Concerning the body weight during the lactation period, statistically significantly low values were noted on Day 0 and 4 after birth in males and females of 1000 mg/kg group compared to the control group. In the necropsy of dead pups, abnormality at the origin of right subclavian artery was observed in 1 and 3 pups of 100 and 1000 mg/kg group, respectively. Enlargement of renal pelvis was observed in a pup of 100 mg/kg group, hypoplastic brain and anomaly of esophagus location in a pup of 300 mg/kg group, small eye balls in a pup of 1000 mg/kg group, respectively. In the necropsy on Day 4 of lactation, thymic remnant in the neck was observed in 3, 2 and 1 males in the control group, 100 and 300 mg/kg group, respectively. White patch of liver was observed in a pup of the control group and 1000 mg/kg group, respectively. Red patch of liver, black patch and pale color of liver were noted in 1 to 2 pups of 300 or 1000 mg/kg group.
In females, thymic remnant in the neck was observed in 2, 1 and 1 pups of the control group, 100 and 1000 mg/kg group, respectively. White patch of liver were observed in 1 and 4 pups of 100 and 1000 mg/kg groups and significantly high incidence was noted while in 1000 mg/kg group compared to the control group. Red patch, black patch and green color of liver, imperforate anus, red eye balls, absence tail, rudimentary tail and crust were sporadically observed in the groups treated with the test substance.

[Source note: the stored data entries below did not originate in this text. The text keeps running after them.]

use std::path::Path;

use anyhow::{Context, Result};
use duet_core::Owner;
use duet_core::dual::dual_view;
use duet_core::source::load_owned_events;
use tracing::info;

use super::{print_json, report_rejected};
use crate::input::{DisplayArgs, load_config, parse_date};
use crate::render::DualViewRender;

pub fn run(
    config_path: &Path,
    date: Option<&str>,
    user: &Path,
    partner: &Path,
    all: bool,
    display: &DisplayArgs,
) -> Result<()> {
    let options = load_config(config_path, display)?.timeline_options()?;
    let date = parse_date(date, options.zones.viewer)?;
    let tz = options.zones.viewer;

    let mut events = load_owned_events(user, tz, Owner::User)
        .with_context(|| format!("failed to load events from {}", user.display()))?;
    events.extend(
        load_owned_events(partner, tz, Owner::Partner)
            .with_context(|| format!("failed to load events from {}", partner.display()))?,
    );

    info!(%date, events = events.len(), "rendering dual view");
    let view = dual_view(&events, date, &options)?;

    if display.json {
        return print_json(&view);
    }

    println!("{}", view.render(all));
    report_rejected(&view.rejected);
    Ok(())
}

All liveborn pups of a dam in 1000 mg/kg group was noted on Day 4 of lactation (animal No. 2306).

Effect levels (F1)

Key result
Dose descriptor:
NOAEL
Generation:
F1
Effect level:
300 mg/kg bw/day (actual dose received)
Based on:
test mat.
Sex:
male/female
Basis for effect level:
viability
body weight and weight gain

Overall reproductive toxicity

Key result
Reproductive effects observed:
no

Any other information on results incl. tables

For the reproductive testing, no effects were seen on the number of pairs mated, the pairs copulated nor the number of pregnant females, the mean estrous cycle, copulation, or fertility. No obvious effect of treatment was noticed during gestation, and deliveries were normal. No effect was seen on number of corpora lutea, implantation sites, number of pups born or live-born, the implantation index, or the delivery index.

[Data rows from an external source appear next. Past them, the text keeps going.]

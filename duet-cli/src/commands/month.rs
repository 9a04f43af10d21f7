use std::path::{Path, PathBuf};

use anyhow::Result;
use duet_core::timeline::month_view;
use owo_colors::OwoColorize;
use tracing::info;

use super::{print_json, report_rejected};
use crate::input::{DisplayArgs, load_all, load_config, parse_month};
use crate::render::Render;

pub fn run(
    config_path: &Path,
    month: Option<&str>,
    files: &[PathBuf],
    display: &DisplayArgs,
) -> Result<()> {
    let options = load_config(config_path, display)?.timeline_options()?;
    let (year, month) = parse_month(month, options.zones.viewer)?;
    let events = load_all(files, options.zones.viewer)?;

    info!(year, month, events = events.len(), "rendering month");
    let view = month_view(&events, year, month, &options)?;

    if display.json {
        return print_json(&view);
    }

    println!("{}", format!("{year}-{month:02}").bold());
    println!();
    println!("{}", view.render());

    report_rejected(&view.rejected);
    Ok(())
}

Applicant's summary and conclusion

Conclusions:
No adverse effects were observed in estrus cycle, copulation, fertility results and duration of gestation period as well as finding for delivery, number of corpora lutea, implants, total pups and live pups born and implantation and delivery indices in any treatment groups.
With regard to the effects on neonates, viability on day 4 lactation and body weights on day 0 and 4 of lactation in 1000 mg/kg/day group were lowered in both sexes.
In conclusion, NOAELs for reproductive/developmental toxicity are considered to be 1000 mg/kg/day for parents and 300 mg/kg/day for the F1 generation. But because of maternal toxicity P0 at 100 mg/kg/day the overall NOAEL for 2,4,6-tribromophenol in this adequate repeated-dose study is therefore 100 mg/kg/day in both sexes. The overall NOAEL is considered protective of reproduction and development because it is lower than the level at which effects are seen for reproduction and development.